Acute behavioral disturbance (ABD) is an umbrella term referring to various conditions of medical emergency where a person behaves in a manner that may put themselves or others at risk. It is not a formal diagnosis. Another controversial term, the widely rejected idea of excited delirium, is sometimes used interchangeably with ABD (although according to definitions adopted by the Faculty of Forensic and Legal Medicine of the Royal College of Physicians in England, "only about one-third of cases of ABD present as excited delirium").

According to the Faculty of Forensic and Legal Medicine, ABD can be caused by a number of conditions including psychosis (potentially due to bipolar disorder or schizophrenia), substance abuse, hypoglycemia, akathisia, hypoxia, head injury as well as other conditions.

Treatment generally consists of verbal deescalation, voluntary sedation with antipsychotics or benzodiazepine, or involuntary treatment with antipsychotics, benzodiazepines or ketamine through intramuscular injection as a means of chemical restraint through rapid tranquilization possibly combined with physical restraint.

== Treatment in a medical setting ==
The initial treatment is through verbal descalation through encouraging patient to go to an area to avoid arousal, avoidance of confrontational body language or tone of voice. If this is not effective, chemical and physical restraint are used. Internationally, there is some difference in the guidelines for chemical restraint; some guidelines suggest that sedatives should be used alone initially, while others suggest that antipsychotics alone should be used initially.

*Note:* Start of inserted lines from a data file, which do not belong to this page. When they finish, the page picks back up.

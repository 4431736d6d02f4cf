//! Tone generator CLI over the queue driver.
//!
//! Builds a driver context on the CPAL backend, attaches one or more sine
//! players, and waits for them to drain. Exercises the full path: pooled
//! queues, the shared refill worker, and completion-driven teardown.

mod cli;

use std::thread;
use std::time::Duration;

use anyhow::{Context as _, Result, anyhow};
use clap::Parser;
use tracing_subscriber::EnvFilter;

use queue_driver::backend;
use queue_driver::config::DriverConfig;
use queue_driver::device;
use queue_driver::engine::StreamFormat;
use queue_driver::player::Player;
use queue_driver::source::SineWave;

fn main() -> Result<()> {
    let args = cli::Args::parse();
    tracing_subscriber::fmt()
        .with_env_filter(
            EnvFilter::try_from_default_env()
                .unwrap_or_else(|_| EnvFilter::new("info,queue_cli=info")),
        )
        .init();

    if args.list_devices {
        let host = cpal::default_host();
        device::list_devices(&host)?;
        return Ok(());
    }
    let Some(cmd) = args.cmd else {
        return Err(anyhow!("no command given; see --help"));
    };

    let bytes_per_sample = match args.bits {
        8 => 1,
        16 => 2,
        other => return Err(anyhow!("unsupported sample depth: {other} bits")),
    };
    if args.buffer_ms == 0 {
        return Err(anyhow!("buffer duration must be non-zero"));
    }

    let config = DriverConfig {
        buffer_duration: Duration::from_millis(args.buffer_ms),
        ..DriverConfig::default()
    };
    let (ctx, ready) = backend::new_cpal_context(
        args.sample_rate,
        args.channels,
        bytes_per_sample,
        config,
        args.device.as_deref(),
    )
    .context("opening the output device")?;
    let _ = ready.recv_timeout(Duration::from_secs(5));

    let (stop_tx, stop_rx) = crossbeam_channel::bounded::<()>(1);
    let _ = ctrlc::set_handler(move || {
        let _ = stop_tx.try_send(());
    });

    let format = ctx.format();
    let players: Vec<Player> = match cmd {
        cli::Command::Tone { freq, seconds } => {
            tracing::info!(freq, seconds, "playing tone");
            vec![tone_player(&ctx, format, freq, seconds, args.volume)]
        }
        cli::Command::Chord { root, seconds } => {
            tracing::info!(root, seconds, "playing chord");
            // Major triad in just intonation.
            [1.0, 5.0 / 4.0, 3.0 / 2.0]
                .iter()
                .map(|ratio| tone_player(&ctx, format, root * ratio, seconds, args.volume))
                .collect()
        }
    };

    loop {
        if stop_rx.try_recv().is_ok() {
            tracing::info!("interrupted, closing players");
            break;
        }
        if players.iter().all(|p| !p.is_playing()) {
            break;
        }
        thread::sleep(Duration::from_millis(50));
    }

    for player in players {
        if let Some(err) = player.err() {
            return Err(anyhow!(err)).context("playback failed");
        }
        player.close().context("closing player")?;
    }
    Ok(())
}

fn tone_player(
    ctx: &queue_driver::context::Context,
    format: StreamFormat,
    freq: f32,
    seconds: f32,
    volume: f32,
) -> Player {
    let frames = (f64::from(seconds) * f64::from(format.sample_rate)) as u64;
    let bytes = frames * format.bytes_per_frame() as u64;
    let src = SineWave::new(format, freq);
    let player = ctx.new_player(Box::new(std::io::Read::take(src, bytes)));
    player.set_volume(volume);
    player.play();
    player
}
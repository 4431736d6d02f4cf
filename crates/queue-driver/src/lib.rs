//! Streaming PCM playback over pooled audio queues.
//!
//! A [`context::Context`] fixes the stream format and owns a pool of
//! reusable output queues. Each [`player::Player`] wraps a byte source
//! (`std::io::Read` of interleaved PCM) and holds a queue only while it is
//! active; a shared background worker refills player backlogs as buffer
//! completions drain them. The native layer sits behind the
//! [`engine::AudioEngine`] trait, with a CPAL implementation in
//! [`backend`].

pub mod backend;
pub mod config;
pub mod context;
pub mod device;
pub mod engine;
pub mod player;
pub mod source;

mod pool;
mod scheduler;

#[cfg(test)]
mod fake_engine;
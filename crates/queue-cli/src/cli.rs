use clap::{Parser, Subcommand};

#[derive(Parser, Debug)]
#[command(name = "queue-cli", version)]
pub struct Args {
    /// Optional so `--list-devices` works without a subcommand.
    #[command(subcommand)]
    pub cmd: Option<Command>,

    /// List output devices and exit
    #[arg(long)]
    pub list_devices: bool,

    /// Use a specific output device by substring match
    #[arg(long)]
    pub device: Option<String>,

    /// Stream sample rate in Hz
    #[arg(long, default_value_t = 48_000)]
    pub sample_rate: u32,

    /// Channel count of the generated stream
    #[arg(long, default_value_t = 2)]
    pub channels: u16,

    /// Sample depth in bits (8 or 16)
    #[arg(long, default_value_t = 16)]
    pub bits: u16,

    /// Hardware buffer duration in milliseconds
    #[arg(long, default_value_t = 250)]
    pub buffer_ms: u64,

    /// Player volume, 0.0 to 1.0
    #[arg(long, default_value_t = 1.0)]
    pub volume: f32,
}

#[derive(Subcommand, Debug)]
pub enum Command {
    /// Play a single sine tone
    Tone {
        /// Frequency in Hz
        #[arg(long, default_value_t = 440.0)]
        freq: f32,

        /// Playback length in seconds
        #[arg(long, default_value_t = 2.0)]
        seconds: f32,
    },

    /// Play a three-note chord on concurrent players
    Chord {
        /// Root frequency in Hz; the third and fifth are derived from it
        #[arg(long, default_value_t = 261.63)]
        root: f32,

        /// Playback length in seconds
        #[arg(long, default_value_t = 2.0)]
        seconds: f32,
    },
}
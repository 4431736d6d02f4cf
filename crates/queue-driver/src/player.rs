//! Per-session playback state machine.
//!
//! A player wraps one pull-based byte source. On play it borrows a queue
//! (plus its buffer set) from the pool, stages source bytes in a backlog,
//! and keeps the queue's buffers filled; completions arriving from the
//! engine's delivery thread refill buffers straight from the backlog. When
//! the source ends and every buffer has drained back, the queue is released
//! so an idle player holds no native resources.
//!
//! ## Locking
//! One mutex per player serializes every mutation, including the completion
//! path. The scheduler lock is always taken before a player lock; the player
//! lock is therefore dropped across registry calls.

use std::fmt;
use std::io::Read;
use std::sync::{Arc, Mutex, MutexGuard};
use std::thread;

use crate::context::DriverShared;
use crate::engine::{BufferId, EngineError, QueueId};

/// Terminal and non-terminal failures surfaced by [`Player::err`].
///
/// Once recorded the error is sticky: the player closes and every further
/// mutating call is a no-op.
#[derive(Debug, Clone, PartialEq, Eq)]
pub enum PlayerError {
    Engine(EngineError),
    Source(String),
}

impl fmt::Display for PlayerError {
    fn fmt(&self, f: &mut fmt::Formatter<'_>) -> fmt::Result {
        match self {
            PlayerError::Engine(err) => write!(f, "audio engine: {err}"),
            PlayerError::Source(detail) => write!(f, "source read: {detail}"),
        }
    }
}

impl std::error::Error for PlayerError {}

impl From<EngineError> for PlayerError {
    fn from(err: EngineError) -> Self {
        PlayerError::Engine(err)
    }
}

#[derive(Clone, Copy, Debug, PartialEq, Eq)]
enum StateTag {
    Paused,
    Playing,
    Closed,
}

struct PlayerState {
    src: Box<dyn Read + Send>,
    tag: StateTag,
    queue: Option<QueueId>,
    /// Buffers held by the player and not submitted to the device.
    unqueued: Vec<BufferId>,
    /// Bytes read from the source but not yet written into a buffer.
    backlog: Vec<u8>,
    /// Sticky until reset: the source has no more data.
    eof: bool,
    err: Option<PlayerError>,
    volume: f32,
}

/// One playback session.
///
/// Created by [`crate::Context::new_player`] in the paused state with no
/// queue. Dropping the handle closes it.
pub struct Player {
    inner: Arc<PlayerInner>,
}

impl Player {
    pub(crate) fn new(shared: Arc<DriverShared>, src: Box<dyn Read + Send>) -> Self {
        Self {
            inner: Arc::new(PlayerInner {
                shared,
                state: Mutex::new(PlayerState {
                    src,
                    tag: StateTag::Paused,
                    queue: None,
                    unqueued: Vec::new(),
                    backlog: Vec::new(),
                    eof: false,
                    err: None,
                    volume: 1.0,
                }),
            }),
        }
    }

    /// Start (or restart) playback.
    ///
    /// The mutation runs off the caller's thread because priming and
    /// starting a native queue can take a while; this returns once the
    /// mutation holds the player lock, not once it completes. Check
    /// [`Player::err`] afterwards.
    pub fn play(&self) {
        self.inner.play();
    }

    /// Pause a playing queue. No-op in any other state.
    pub fn pause(&self) {
        self.inner.pause();
    }

    /// Stop playback, give the queue back to the pool, and drop all staged
    /// data. The player returns to paused and can play again from the
    /// source's current position.
    pub fn reset(&self) {
        self.inner.reset();
    }

    /// Close the player for good, surfacing the sticky error if one was
    /// recorded. Idempotent.
    pub fn close(&self) -> Result<(), PlayerError> {
        self.inner.close()
    }

    pub fn is_playing(&self) -> bool {
        self.inner.is_playing()
    }

    pub fn volume(&self) -> f32 {
        self.inner.volume()
    }

    /// Cache `volume` (clamped to `0.0..=1.0`) and apply it to the current
    /// queue, if any. The cached value is reapplied to every queue acquired
    /// later.
    pub fn set_volume(&self, volume: f32) {
        self.inner.set_volume(volume);
    }

    /// Bytes staged in the backlog, not yet written to hardware.
    pub fn unplayed_buffer_size(&self) -> usize {
        self.inner.unplayed_buffer_size()
    }

    pub fn err(&self) -> Option<PlayerError> {
        self.inner.err()
    }
}

impl Drop for Player {
    fn drop(&mut self) {
        let _ = self.inner.close();
    }
}

pub(crate) struct PlayerInner {
    shared: Arc<DriverShared>,
    state: Mutex<PlayerState>,
}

The UK's National Health Service has produced guidelines for handling violence and the risk of violence in psychiatric and emergency departments. When using physical restraint, National Institute for Health and Care Excellence suggest supine rather than prone restraint and that physical restraint should ideally not last longer than 10 minutes.

In Australia, so-called behavioural assessment rooms are provided in emergency rooms where an aggressive patient can be moved to. These rooms are alarmed, allow for a patient to be observed from outside, are hidden from the rest of the emergency ward, and are acoustically conditioned to prevent others in the ward from hearing what is going on in the room. They are fitted with restraints that are kept out of sight. They are designed to prevent the individual from self-inflicted suffocation.

== Treatment in police custody ==
In the UK, police guidelines permit Health Care Professionals (in the custody environment this will usually be a doctor, nurse or paramedic) to administer rapid tranquillisation to individuals in police custody suspected to have an Acute Behavioural Disturbance. The guidance emphasises that ABD is a time-critical medical condition and that the patient should be transported to a hospital Emergency Department as soon as possible, specifically by an emergency ambulance crew.